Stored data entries
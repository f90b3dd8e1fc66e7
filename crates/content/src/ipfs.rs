// Path: crates/content/src/ipfs.rs

//! A [`ContentStore`] backed by the IPFS HTTP API (a local node or a
//! pinning service exposing the same surface).

use agora_api::content::{ContentStore, PutMetadata};
use agora_types::app::StorageAddress;
use agora_types::error::StoreError;
use agora_types::service_configs::ContentConfig;
use async_trait::async_trait;
use serde::Deserialize;
use std::time::Duration;

/// Client over `/api/v0/add` and `/api/v0/cat`.
pub struct IpfsHttpStore {
    client: reqwest::Client,
    api_url: String,
}

#[derive(Deserialize)]
struct AddResponse {
    #[serde(rename = "Hash")]
    hash: String,
}

impl IpfsHttpStore {
    /// Builds a store client from its configuration.
    pub fn new(config: &ContentConfig) -> Result<Self, StoreError> {
        let client = reqwest::Client::builder()
            .timeout(Duration::from_millis(config.request_timeout_ms))
            .build()
            .map_err(|e| StoreError::Backend(e.to_string()))?;
        Ok(Self {
            client,
            api_url: config.api_url.trim_end_matches('/').to_string(),
        })
    }

    fn classify(err: reqwest::Error) -> StoreError {
        if err.is_timeout() || err.is_connect() || err.is_request() {
            StoreError::Transient(err.to_string())
        } else {
            StoreError::Backend(err.to_string())
        }
    }

    async fn classify_status(response: reqwest::Response) -> StoreError {
        let status = response.status();
        let message = response.text().await.unwrap_or_default();
        if status == reqwest::StatusCode::NOT_FOUND
            || message.to_ascii_lowercase().contains("not found")
        {
            return StoreError::NotFound;
        }
        if status.is_server_error() {
            StoreError::Transient(format!("{}: {}", status, message))
        } else {
            StoreError::Backend(format!("{}: {}", status, message))
        }
    }
}

#[async_trait]
impl ContentStore for IpfsHttpStore {
    async fn put(
        &self,
        bytes: &[u8],
        metadata: &PutMetadata,
    ) -> Result<StorageAddress, StoreError> {
        let name = metadata.name.clone().unwrap_or_else(|| "body.md".to_string());
        let part = reqwest::multipart::Part::bytes(bytes.to_vec()).file_name(name);
        let form = reqwest::multipart::Form::new().part("file", part);

        let response = self
            .client
            .post(format!(
                "{}/api/v0/add?cid-version=0&pin={}",
                self.api_url, metadata.pin
            ))
            .multipart(form)
            .send()
            .await
            .map_err(Self::classify)?;
        if !response.status().is_success() {
            return Err(Self::classify_status(response).await);
        }
        let added: AddResponse = response
            .json()
            .await
            .map_err(|e| StoreError::Backend(format!("unexpected add response: {}", e)))?;
        Ok(StorageAddress(added.hash))
    }

    async fn get(&self, address: &StorageAddress) -> Result<Vec<u8>, StoreError> {
        let response = self
            .client
            .post(format!("{}/api/v0/cat?arg={}", self.api_url, address.0))
            .send()
            .await
            .map_err(Self::classify)?;
        if !response.status().is_success() {
            return Err(Self::classify_status(response).await);
        }
        let bytes = response.bytes().await.map_err(Self::classify)?;
        Ok(bytes.to_vec())
    }

    fn compute_address(&self, bytes: &[u8]) -> StorageAddress {
        crate::cid::compute(bytes)
    }
}
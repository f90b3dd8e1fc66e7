// Path: crates/types/src/service_configs.rs

//! Shared configuration structures for the sync engine, transport, and
//! content pipeline. All of these are plain data with serde support so they
//! can be loaded from a TOML or JSON deployment file.

use serde::{Deserialize, Serialize};

/// Configuration for the registry sync engine.
#[derive(Debug, Clone, PartialEq, Eq, Serialize, Deserialize)]
#[serde(default)]
pub struct SyncConfig {
    /// First proposal number ever assigned by this registry deployment.
    /// Discovery never probes below it.
    pub start_number: u64,
    /// Last-known upper bound used only when the live counter read fails.
    pub fallback_upper_bound: u64,
    /// How many records to read per batched round trip. Kept small to
    /// respect upstream call-size and gas-simulation limits.
    pub batch_size: usize,
    /// Base inter-batch delay in milliseconds; the delay grows linearly
    /// with the batch index to stay under upstream rate limits.
    pub batch_delay_ms: u64,
    /// Ceiling for the inter-batch delay in milliseconds.
    pub batch_delay_cap_ms: u64,
}

impl Default for SyncConfig {
    fn default() -> Self {
        Self {
            start_number: 209,
            fallback_upper_bound: 230,
            batch_size: 5,
            batch_delay_ms: 200,
            batch_delay_cap_ms: 1_000,
        }
    }
}

/// Configuration for the JSON-RPC transport.
#[derive(Debug, Clone, PartialEq, Eq, Serialize, Deserialize)]
#[serde(default)]
pub struct TransportConfig {
    /// Upstream JSON-RPC endpoints, tried in rotating order.
    pub endpoints: Vec<String>,
    /// How many attempts to make for a transient failure before giving up.
    pub max_retries: usize,
    /// Base retry delay in milliseconds; doubles per attempt.
    pub retry_base_ms: u64,
    /// Ceiling for the retry delay in milliseconds.
    pub retry_cap_ms: u64,
    /// Per-request timeout in milliseconds.
    pub request_timeout_ms: u64,
}

impl Default for TransportConfig {
    fn default() -> Self {
        Self {
            endpoints: Vec::new(),
            max_retries: 5,
            retry_base_ms: 80,
            retry_cap_ms: 2_000,
            request_timeout_ms: 10_000,
        }
    }
}

/// Configuration for the content store client.
#[derive(Debug, Clone, PartialEq, Eq, Serialize, Deserialize)]
#[serde(default)]
pub struct ContentConfig {
    /// Base URL of the IPFS HTTP API (or a pinning service exposing it).
    pub api_url: String,
    /// Per-request timeout in milliseconds.
    pub request_timeout_ms: u64,
}

impl Default for ContentConfig {
    fn default() -> Self {
        Self {
            api_url: "http://127.0.0.1:5001".to_string(),
            request_timeout_ms: 30_000,
        }
    }
}

#[cfg(test)]
mod tests {
    use super::*;

    #[test]
    fn test_sync_config_toml_roundtrip() {
        let cfg = SyncConfig::default();
        let s = toml::to_string(&cfg).unwrap();
        let back: SyncConfig = toml::from_str(&s).unwrap();
        assert_eq!(cfg, back);
        assert_eq!(back.batch_size, 5);
    }

    #[test]
    fn test_partial_toml_uses_defaults() {
        let cfg: SyncConfig = toml::from_str("batch_size = 10").unwrap();
        assert_eq!(cfg.batch_size, 10);
        assert_eq!(cfg.start_number, SyncConfig::default().start_number);
    }

    #[test]
    fn test_transport_config_roundtrip() {
        let cfg = TransportConfig {
            endpoints: vec![
                "https://rpc-a.example".to_string(),
                "https://rpc-b.example".to_string(),
            ],
            ..Default::default()
        };
        let s = toml::to_string(&cfg).unwrap();
        let back: TransportConfig = toml::from_str(&s).unwrap();
        assert_eq!(cfg, back);
    }
}
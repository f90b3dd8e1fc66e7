// Path: crates/content/src/lib.rs
#![forbid(unsafe_code)]
#![cfg_attr(
    not(test),
    deny(
        clippy::unwrap_used,
        clippy::expect_used,
        clippy::panic,
        clippy::unimplemented,
        clippy::todo,
        clippy::indexing_slicing
    )
)]

//! # Agora Content
//!
//! The content-addressing pipeline. A proposal's full text lives in a
//! content-addressed store while the on-chain record keeps only a storage
//! address and a content hash; this crate computes both deterministically
//! *before* anything is uploaded, performs the actual store write after the
//! on-chain transaction confirms, and verifies that the realized address
//! matches the precomputed one.

/// Deterministic content-address computation (pure, no I/O).
pub mod cid;
/// Parsing and rendering of the delimited metadata block.
pub mod frontmatter;
/// An IPFS-HTTP-API-backed content store client.
pub mod ipfs;
/// The two-phase publish and verified-fetch pipeline.
pub mod pipeline;

pub use ipfs::IpfsHttpStore;
pub use pipeline::{ContentPipeline, PendingPublish, PublishReport};
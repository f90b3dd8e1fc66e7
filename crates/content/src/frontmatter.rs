// Path: crates/content/src/frontmatter.rs

//! Parsing and rendering of the delimited metadata block at the head of a
//! proposal body.
//!
//! A body begins with a `---` line, followed by `key: value` pairs, closed
//! by another `---` line; everything after that is free-form text. The
//! block is extracted into a map so structured fields (author, status,
//! dates) can be read without re-scanning the body.

use agora_types::app::ParsedDocument;
use agora_types::error::ContentError;
use std::collections::BTreeMap;

const DELIMITER: &str = "---";

/// Splits raw body text into its metadata map and remaining body.
pub fn parse(text: &str) -> Result<ParsedDocument, ContentError> {
    let normalized = text.replace("\r\n", "\n");
    let rest = normalized
        .strip_prefix(DELIMITER)
        .and_then(|r| r.strip_prefix('\n'))
        .ok_or_else(|| ContentError::Malformed("missing metadata block".to_string()))?;

    let Some((block, body)) = split_at_close(rest) else {
        return Err(ContentError::Malformed(
            "unterminated metadata block".to_string(),
        ));
    };

    let mut frontmatter = BTreeMap::new();
    for line in block.lines() {
        if line.trim().is_empty() {
            continue;
        }
        let (key, value) = line.split_once(':').ok_or_else(|| {
            ContentError::Malformed(format!("metadata line `{}` has no `:`", line))
        })?;
        frontmatter.insert(key.trim().to_string(), value.trim().to_string());
    }

    Ok(ParsedDocument {
        frontmatter,
        body: body.to_string(),
    })
}

// The closing delimiter must sit on its own line; text after it (minus one
// separating newline) is the body.
fn split_at_close(rest: &str) -> Option<(&str, &str)> {
    let mut offset = 0;
    for line in rest.split_inclusive('\n') {
        if line.trim_end_matches('\n') == DELIMITER {
            let block = rest.get(..offset)?;
            let after = rest.get(offset + line.len()..)?;
            return Some((block, after));
        }
        offset += line.len();
    }
    // A final "---" with no trailing newline.
    if rest.get(offset..) == Some(DELIMITER) {
        let block = rest.get(..offset)?;
        return Some((block, ""));
    }
    None
}

/// Renders a document back to its textual form, metadata block first.
pub fn render(doc: &ParsedDocument) -> String {
    let mut out = String::new();
    out.push_str(DELIMITER);
    out.push('\n');
    for (key, value) in &doc.frontmatter {
        out.push_str(key);
        out.push_str(": ");
        out.push_str(value);
        out.push('\n');
    }
    out.push_str(DELIMITER);
    out.push('\n');
    out.push_str(&doc.body);
    out
}
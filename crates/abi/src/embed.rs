// Path: crates/abi/src/embed.rs

//! The canonical single-line text encoding for embedded transactions.
//!
//! Grammar: `tx!<chain>|<address>|<function>|<args>`, where `<args>` is a
//! comma-separated list of `<type>:<payload>` pairs. Free-text fields and
//! argument payloads are percent-escaped so the field and argument
//! delimiters can never collide with content. Array payloads carry a
//! `count;` prefix and escape their elements a second time, so element
//! commas survive the outer layer and an empty array stays distinct from
//! an array of one empty string.
//!
//! `decode` is the exact inverse of `encode` for every valid transaction.
//! The advisory ABI fragment is not carried by the encoding.

use agora_types::app::Address;
use agora_types::error::AbiError;

use crate::types::{EmbeddedTransaction, TypeTag, TypedArgument, TypedValue};
use crate::validate::validate_input;

const PREFIX: &str = "tx!";

/// Renders a transaction to its canonical single-line form.
pub fn encode(tx: &EmbeddedTransaction) -> String {
    let args: Vec<String> = tx.args.iter().map(render_argument).collect();
    format!(
        "{}{}|{}|{}|{}",
        PREFIX,
        escape(&tx.chain),
        tx.to.as_str(),
        escape(&tx.function),
        args.join(",")
    )
}

/// Parses a canonical single-line form back into a transaction.
///
/// Malformed input fails with [`AbiError::MalformedEncoding`] so callers
/// can fall back to displaying the raw string.
pub fn decode(s: &str) -> Result<EmbeddedTransaction, AbiError> {
    let body = s
        .strip_prefix(PREFIX)
        .ok_or_else(|| malformed("missing tx! prefix"))?;
    let fields: Vec<&str> = body.split('|').collect();
    let [chain, address, function, args] = fields.as_slice() else {
        return Err(malformed("expected 4 |-separated fields"));
    };

    let to = Address::parse(address).map_err(|e| malformed(&e.to_string()))?;
    let args = if args.is_empty() {
        Vec::new()
    } else {
        args.split(',')
            .map(parse_argument)
            .collect::<Result<Vec<_>, _>>()?
    };

    Ok(EmbeddedTransaction::new(
        unescape(chain)?,
        to,
        unescape(function)?,
        args,
    ))
}

fn render_argument(arg: &TypedArgument) -> String {
    let payload = match (&arg.tag, &arg.value) {
        (TypeTag::Array(_), TypedValue::Array(elements)) => {
            // Count-prefixed so an empty array and an array of one empty
            // string stay distinguishable after the join.
            let inner: Vec<String> = elements
                .iter()
                .map(|e| escape(&e.render_leaf()))
                .collect();
            escape(&format!("{};{}", elements.len(), inner.join(",")))
        }
        (_, value) => escape(&value.render_leaf()),
    };
    format!("{}:{}", arg.tag.canonical_name(), payload)
}

fn parse_argument(part: &str) -> Result<TypedArgument, AbiError> {
    let (type_name, payload) = part
        .split_once(':')
        .ok_or_else(|| malformed("argument missing `:` separator"))?;
    let tag = TypeTag::parse(type_name)
        .map_err(|e| malformed(&format!("argument type: {}", e)))?;
    let raw = unescape(payload)?;

    let value = match &tag {
        TypeTag::Array(elem) => {
            let (count, rest) = raw
                .split_once(';')
                .ok_or_else(|| malformed("array payload missing element count"))?;
            let count: usize = count
                .parse()
                .map_err(|_| malformed("array payload has a bad element count"))?;
            if count == 0 {
                if !rest.is_empty() {
                    return Err(malformed("empty array carries trailing elements"));
                }
                TypedValue::Array(Vec::new())
            } else {
                let parts: Vec<&str> = rest.split(',').collect();
                if parts.len() != count {
                    return Err(malformed(&format!(
                        "array declares {} elements, found {}",
                        count,
                        parts.len()
                    )));
                }
                let elements = parts
                    .into_iter()
                    .map(|e| {
                        let leaf = unescape(e)?;
                        coerce_leaf(&leaf, elem)
                    })
                    .collect::<Result<Vec<_>, _>>()?;
                TypedValue::Array(elements)
            }
        }
        scalar => coerce_leaf(&raw, scalar)?,
    };
    Ok(TypedArgument { tag, value })
}

fn coerce_leaf(raw: &str, tag: &TypeTag) -> Result<TypedValue, AbiError> {
    validate_input(raw, tag)
        .map_err(|e| malformed(&format!("argument value `{}`: {}", raw, e)))
}

fn malformed(msg: &str) -> AbiError {
    AbiError::MalformedEncoding(msg.to_string())
}

// Reserved characters: the escape marker itself, the field and argument
// delimiters, the type separator, and line breaks (the encoding is
// single-line by contract).
fn escape(s: &str) -> String {
    let mut out = String::with_capacity(s.len());
    for c in s.chars() {
        match c {
            '%' => out.push_str("%25"),
            '|' => out.push_str("%7C"),
            ',' => out.push_str("%2C"),
            ':' => out.push_str("%3A"),
            '\n' => out.push_str("%0A"),
            '\r' => out.push_str("%0D"),
            other => out.push(other),
        }
    }
    out
}

fn unescape(s: &str) -> Result<String, AbiError> {
    let mut out = String::with_capacity(s.len());
    let mut chars = s.chars();
    while let Some(c) = chars.next() {
        if c != '%' {
            out.push(c);
            continue;
        }
        let code: String = chars.by_ref().take(2).collect();
        match code.as_str() {
            "25" => out.push('%'),
            "7C" => out.push('|'),
            "2C" => out.push(','),
            "3A" => out.push(':'),
            "0A" => out.push('\n'),
            "0D" => out.push('\r'),
            other => return Err(malformed(&format!("bad escape `%{}`", other))),
        }
    }
    Ok(out)
}
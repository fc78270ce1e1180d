use crate::config::Config;
use crate::upstream::UpstreamClient;
use std::sync::Arc;

/// Shared application state
#[derive(Clone)]
pub struct AppState {
    pub upstream: UpstreamClient,
    pub config: Arc<Config>,
}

The problem: Which of the lines above hold the string "filename"? Pick each of them out.

Task answer:
filename crates/content/src/ipfs.rs
filename crates/content/src/frontmatter.rs
filename crates/abi/src/embed.rs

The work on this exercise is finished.